The June issue of AARP Bulletin — featuring interviews with nearly 100 experts and innovators working to make the world a better place — unveils what our lives might be like 10 years from now and the predictions are dazzling. Explore how homes, cars, technology and communities will be more intelligent and accommodating, making life easier and better for people over 50.
Other stories in the June issue:
- Social Security: What The Next Congress Might Do: How will the midterm elections affect Social Security? Current efforts in Congress and the effects of the new tax law reveal both the issues and remedies that the legislators we elect in November will be confronting in 2019. We reveal the Social Security questions and issues that voters and elected officials will encounter come 2019. The June Bulletin also includes 5 key questions you should ask each Congressional candidate on social security.

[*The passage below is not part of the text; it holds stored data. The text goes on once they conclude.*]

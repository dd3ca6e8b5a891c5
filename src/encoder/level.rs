//! Level token encoding, plain and colored

use crate::core::Level;

/// SGR reset appended after every colored token
pub const RESET: &str = "\x1b[0m";

/// Fixed-width display token for a level
pub fn encode_level(level: Level) -> &'static str {
    match level {
        Level::Debug => "DEBUG ",
        Level::Info => "INFO  ",
        Level::Warn => "WARN  ",
        Level::Error => "ERROR ",
        Level::DPanic => "DPANIC",
        Level::Panic => "PANIC ",
        Level::Fatal => "FATAL ",
    }
}

/// [`encode_level`] wrapped in the level's foreground color and a reset
pub fn encode_level_color(level: Level) -> String {
    let token = encode_level(level);
    let fg = level.color_code().to_fg_str();

    let mut out = String::with_capacity(token.len() + fg.len() + RESET.len() + 3);
    out.push_str("\x1b[");
    out.push_str(&fg);
    out.push('m');
    out.push_str(token);
    out.push_str(RESET);
    out
}
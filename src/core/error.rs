//! Error types for the logger system

use std::time::Duration;

pub type Result<T> = std::result::Result<T, LoggerError>;

#[derive(Debug, thiserror::Error)]
pub enum LoggerError {
    /// IO error with context
    #[error("IO error while {operation}: {message}")]
    IoOperation {
        operation: String,
        message: String,
        #[source]
        source: std::io::Error,
    },

    /// Generic IO error
    #[error("IO error: {0}")]
    IoError(#[from] std::io::Error),

    /// A sink panicked while handling a record
    #[error("Sink '{sink}' panicked: {message}")]
    SinkPanicked { sink: String, message: String },

    /// Invalid configuration with details
    #[error("Invalid configuration for {component}: {message}")]
    InvalidConfiguration { component: String, message: String },

    /// The one-time remote tracker upgrade was already performed
    #[error("Remote tracker already attached to this logger")]
    AlreadyUpgraded,

    /// The remote tracker did not drain its buffer in time
    #[error("Remote tracker flush did not complete within {timeout:?}")]
    FlushTimeout { timeout: Duration },

    /// Generic error
    #[error("{0}")]
    Other(String),
}

impl LoggerError {
    /// Create an IO operation error with context
    pub fn io_operation(
        operation: impl Into<String>,
        message: impl Into<String>,
        source: std::io::Error,
    ) -> Self {
        LoggerError::IoOperation {
            operation: operation.into(),
            message: message.into(),
            source,
        }
    }

    /// Create a sink panic error
    pub fn sink_panicked(sink: impl Into<String>, message: impl Into<String>) -> Self {
        LoggerError::SinkPanicked {
            sink: sink.into(),
            message: message.into(),
        }
    }

    /// Create an invalid configuration error
    pub fn config(component: impl Into<String>, message: impl Into<String>) -> Self {
        LoggerError::InvalidConfiguration {
            component: component.into(),
            message: message.into(),
        }
    }

    /// Create a flush timeout error
    pub fn flush_timeout(timeout: Duration) -> Self {
        LoggerError::FlushTimeout { timeout }
    }

    /// Create a generic error
    pub fn other<S: Into<String>>(msg: S) -> Self {
        LoggerError::Other(msg.into())
    }
}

- Know Your Social Security Survivors Benefit Options: More than 11,000 widows and widowers who are now on Social Security could have had higher benefits if someone had bothered to tell them about their claiming options. What does the benefit pay? What if you’ve been married twice? Read more tips and choices on survivor benefits from AARP’s financial expert, Jane Bryant Quinn.
- How house-smart are you? Before you pick your next home, test your real estate savvy with this short quiz. Whether you’re debating to rent or buy, looking for your family vacation home or researching different mortgages, find unexpected tips for picking your next home.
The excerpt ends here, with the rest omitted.